THE TASK » Read the listing below. Then repeat it exactly.
[Start of Attachment]
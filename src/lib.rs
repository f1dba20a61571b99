pub mod model;
pub mod observability;
pub mod persist;
pub mod registry;

pub use model::{Building, Reservation, ReservationEdit, Room, TimeRange, Timestamp};
pub use persist::{Backend, JsonFile, MemoryBackend};
pub use registry::{Registry, StoreError};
[End of Attachment]
WRITTEN ANSWER »
filename src/lib.rs
repository f1dba20a61571b99
pub mod model;
pub mod observability;
pub mod persist;
pub mod registry;

pub use model::{Building, Reservation, ReservationEdit, Room, TimeRange, Timestamp};
pub use persist::{Backend, JsonFile, MemoryBackend};
pub use registry::{Registry, StoreError};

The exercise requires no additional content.